-- Opening Marker --

use std::fmt::{self, Display};

use thiserror::Error;
use yaml_rust::Yaml;

/// Named numeric entries attached to an error by the layers it travels through.
#[derive(Debug, Clone, Default, PartialEq)]
pub struct Diagnostics(Vec<(String, f64)>);

impl Diagnostics {
    pub fn new() -> Self {
        Self::default()
    }

    pub fn entry(mut self, name: &str, value: f64) -> Self {
        self.push(name, value);
        self
    }

    pub fn push(&mut self, name: &str, value: f64) {
        self.0.push((name.to_string(), value));
    }

    /// Returns the most recently attached value with the given name.
    pub fn get(&self, name: &str) -> Option<f64> {
        self.0.iter().rev().find(|(n, _)| n == name).map(|(_, v)| *v)
    }

    pub fn entries(&self) -> &[(String, f64)] {
        &self.0
    }

    pub fn is_empty(&self) -> bool {
        self.0.is_empty()
    }
}

impl Display for Diagnostics {
    fn fmt(&self, f: &mut fmt::Formatter<'_>) -> fmt::Result {
        if self.0.is_empty() {
            return Ok(());
        }
        write!(f, " [")?;
        for (i, (name, value)) in self.0.iter().enumerate() {
            if i > 0 {
                write!(f, ", ")?;
            }
            write!(f, "{name}: {value:e}")?;
        }
        write!(f, "]")
    }
}

/// Failures raised by the numerical policies and the integrator.
#[derive(Error, Debug, Clone, PartialEq)]
pub enum HydroError {
    #[error("{quantity} outside the valid thermodynamic domain (density: {density:e}, argument: {argument:e}){context}")]
    Thermodynamic {
        quantity: &'static str,
        density: f64,
        argument: f64,
        context: Diagnostics,
    },
    #[error("Vertex motion of cell {cell} cannot be regularized: displacement {displacement:e} exceeds cell width {width:e}{context}")]
    MeshDegeneracy {
        cell: usize,
        displacement: f64,
        width: f64,
        context: Diagnostics,
    },
    #[error("Degenerate timestep: {reason}{context}")]
    DegenerateTimeStep {
        reason: &'static str,
        context: Diagnostics,
    },
    #[error("No flux rule matches face {face}{context}")]
    UnmatchedFace { face: usize, context: Diagnostics },
    #[error("No cell update rule matches cell {cell}{context}")]
    UnmatchedCell { cell: usize, context: Diagnostics },
    #[error("Count of serialized records is not an integer: chunk length {chunk_len}, buffer length {buffer_len}{context}")]
    MalformedBatch {
        chunk_len: usize,
        buffer_len: usize,
        context: Diagnostics,
    },
    #[error("Inconsistent simulation state: {cells} cells for {vertices} mesh vertices{context}")]
    InconsistentState {
        cells: usize,
        vertices: usize,
        context: Diagnostics,
    },
}

impl HydroError {
    pub fn thermodynamic(quantity: &'static str, density: f64, argument: f64) -> Self {
        Self::Thermodynamic {
            quantity,
            density,
            argument,
            context: Diagnostics::new(),
        }
    }

    pub fn degenerate_timestep(reason: &'static str) -> Self {
        Self::DegenerateTimeStep {
            reason,
            context: Diagnostics::new(),
        }
    }

    pub fn malformed_batch(chunk_len: usize, buffer_len: usize) -> Self {
        Self::MalformedBatch {
            chunk_len,
            buffer_len,
            context: Diagnostics::new(),
        }
    }

    pub fn context(&self) -> &Diagnostics {
        match self {
            Self::Thermodynamic { context, .. }
            | Self::MeshDegeneracy { context, .. }
            | Self::DegenerateTimeStep { context, .. }
            | Self::UnmatchedFace { context, .. }
            | Self::UnmatchedCell { context, .. }
            | Self::MalformedBatch { context, .. }
            | Self::InconsistentState { context, .. } => context,
        }
    }

    fn context_mut(&mut self) -> &mut Diagnostics {
        match self {
            Self::Thermodynamic { context, .. }
            | Self::MeshDegeneracy { context, .. }
            | Self::DegenerateTimeStep { context, .. }
            | Self::UnmatchedFace { context, .. }
            | Self::UnmatchedCell { context, .. }
            | Self::MalformedBatch { context, .. }
            | Self::InconsistentState { context, .. } => context,
        }
    }

    /// Attach a named diagnostic value before propagating the error further up.
    pub fn with_entry(mut self, name: &str, value: f64) -> Self {
        self.context_mut().push(name, value);
        self
    }
}

/// Problems with a yaml configuration.
#[derive(Error, Debug)]
pub enum ConfigError {
    #[error("Missing required parameter in configuration: {0}")]
    MissingParameter(String),
    #[error("Invalid value for {name}: {value:?}")]
    InvalidValue { name: String, value: Yaml },
    #[error("Unknown type of {kind} configured: {name}")]
    UnknownVariant { kind: &'static str, name: String },
}

#[cfg(test)]
mod test {
    use super::*;

    #[test]
    fn test_entries_are_displayed() {
        let err = HydroError::thermodynamic("pressure", 1., -2.)
            .with_entry("Cell index", 3.)
            .with_entry("Cell mass", 0.5);
        assert_eq!(err.context().get("Cell index"), Some(3.));
        let msg = err.to_string();
        assert!(msg.contains("pressure"));
        assert!(msg.contains("Cell index: 3e0"));
        assert!(msg.contains("Cell mass: 5e-1"));
    }

    #[test]
    fn test_batch_lengths() {
        let err = HydroError::malformed_batch(5, 12);
        match err {
            HydroError::MalformedBatch {
                chunk_len,
                buffer_len,
                ..
            } => {
                assert_eq!(chunk_len, 5);
                assert_eq!(buffer_len, 12);
            }
            _ => panic!("Wrong error variant"),
        }
    }
}
impl<M> FaceAction<M> for WallInterfaceFlux {
    fn flux(&self, ctx: &FaceContext<M>) -> Result<Extensive, HydroError> {
        let left = ctx.left();
        let Some(right) = ctx.right() else {
            return riemann_flux(self.solver.as_ref(), ctx, left, &mirror(ctx, left));
        };
        match (left.has_sticker(&self.sticker), right.has_sticker(&self.sticker)) {
            (false, true) => riemann_flux(self.solver.as_ref(), ctx, left, &mirror(ctx, left)),
            (true, false) => riemann_flux(self.solver.as_ref(), ctx, &mirror(ctx, right), right),
            (true, true) => Ok(zero_flux(left, Some(right))),
            (false, false) => riemann_flux(self.solver.as_ref(), ctx, left, right),
        }
    }
}

pub struct ZeroFlux;

impl<M> FaceAction<M> for ZeroFlux {
    fn flux(&self, ctx: &FaceContext<M>) -> Result<Extensive, HydroError> {
        Ok(zero_flux(ctx.left(), ctx.right()))
    }
}

pub type FaceRule<M> = (Box<dyn FaceCondition<M>>, Box<dyn FaceAction<M>>);

/// Flux calculator driven by an ordered list of face rules. The first matching rule computes
/// the flux of a face.
///
/// The rules see the cell states reconstructed at the face centroid, piecewise constant
/// unless another [`SpatialReconstruction`] is installed.
pub struct ModularFluxCalculator<M> {
    rules: Vec<FaceRule<M>>,
    reconstruction: Box<dyn SpatialReconstruction<M>>,
}

impl<M: Tessellation> ModularFluxCalculator<M> {
    pub fn new(rules: Vec<FaceRule<M>>) -> Self {
        Self {
            rules,
            reconstruction: Box::new(PiecewiseConstant),
        }
    }

    pub fn with_reconstruction(mut self, reconstruction: Box<dyn SpatialReconstruction<M>>) -> Self {
        self.reconstruction = reconstruction;
        self
    }

    /// Riemann fluxes between cells and the given action on the domain boundary.
    pub fn standard(solver: Box<dyn RiemannFluxSolver>, boundary: Box<dyn FaceAction<M>>) -> Self {
        Self::new(vec![
            (Box::new(IsBoundaryFace), boundary),
            (Box::new(IsBulkFace), Box::new(RiemannFlux(solver))),
        ])
    }

    /// Builds the standard rule sequence from the `boundary` and `riemann_solver` keys, with
    /// the reconstruction named by the `reconstruction` key.
    pub fn from_config(cfg: &Yaml) -> Result<Self, ConfigError> {
        let boundary: Box<dyn FaceAction<M>> =
            match cfg["boundary"].as_str().unwrap_or("reflective") {
                "reflective" => Box::new(RigidWallFlux(riemann_solver_from_config(cfg)?)),
                "open" => Box::new(FreeFlowFlux(riemann_solver_from_config(cfg)?)),
                "vacuum" => Box::new(ConstantStateFlux {
                    solver: riemann_solver_from_config(cfg)?,
                    ghost: ComputationalCell::default(),
                }),
                name => {
                    return Err(ConfigError::UnknownVariant {
                        kind: "boundary condition",
                        name: name.to_string(),
                    })
                }
            };
        Ok(Self::standard(riemann_solver_from_config(cfg)?, boundary)
            .with_reconstruction(reconstruction_from_config(cfg)?))
    }

    /// Add a rule with the highest priority.
    pub fn prepend(mut self, condition: Box<dyn FaceCondition<M>>, action: Box<dyn FaceAction<M>>) -> Self {
        self.rules.insert(0, (condition, action));
        self
    }

    pub fn push(mut self, condition: Box<dyn FaceCondition<M>>, action: Box<dyn FaceAction<M>>) -> Self {
        self.rules.push((condition, action));
        self
    }
}

impl<M: Tessellation> Default for ModularFluxCalculator<M> {
    fn default() -> Self {
        Self::standard(
            Box::new(HLLCRiemannSolver),
            Box::new(RigidWallFlux(Box::new(HLLCRiemannSolver))),
        )
    }
}

impl<M: Tessellation> FluxCalculator<M> for ModularFluxCalculator<M> {
    fn compute(
        &self,
        mesh: &M,
        cells: &[ComputationalCell],
        vertex_velocities: &[DVec3],
        eos: &dyn EquationOfState,
        time: f64,
        _dt: f64,
    ) -> Result<Vec<Extensive>, HydroError> {
        let gradients = self.reconstruction.gradients(mesh, cells);
        mesh.faces()
            .par_iter()
            .enumerate()
            .map(|(index, face)| {
                let ctx = FaceContext::new(
                    index,
                    face,
                    mesh,
                    cells,
                    gradients.as_deref(),
                    eos,
                    face_velocity(mesh, face, vertex_velocities),
                    time,
                );
                let Some((_, action)) = self.rules.iter().find(|(condition, _)| condition.test(&ctx))
                else {
                    return Err(HydroError::UnmatchedFace {
                        face: index,
                        context: Diagnostics::new()
                            .entry("Face area", face.area())
                            .entry("Left cell", face.left() as f64),
                    });
                };
                let flux = action
                    .flux(&ctx)
                    .map_err(|err| err.with_entry("Face index", index as f64))?;
                debug_assert!(flux.is_finite());
                Ok(flux)
            })
            .collect()
    }
}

-- Closing Marker --

What to do
Search the records for the string "density" and report each line that has it.

Task response
    #[error("{quantity} outside the valid thermodynamic domain (density: {density:e}, argument: {argument:e}){context}")]
        density: f64,
    pub fn thermodynamic(quantity: &'static str, density: f64, argument: f64) -> Self {
            density,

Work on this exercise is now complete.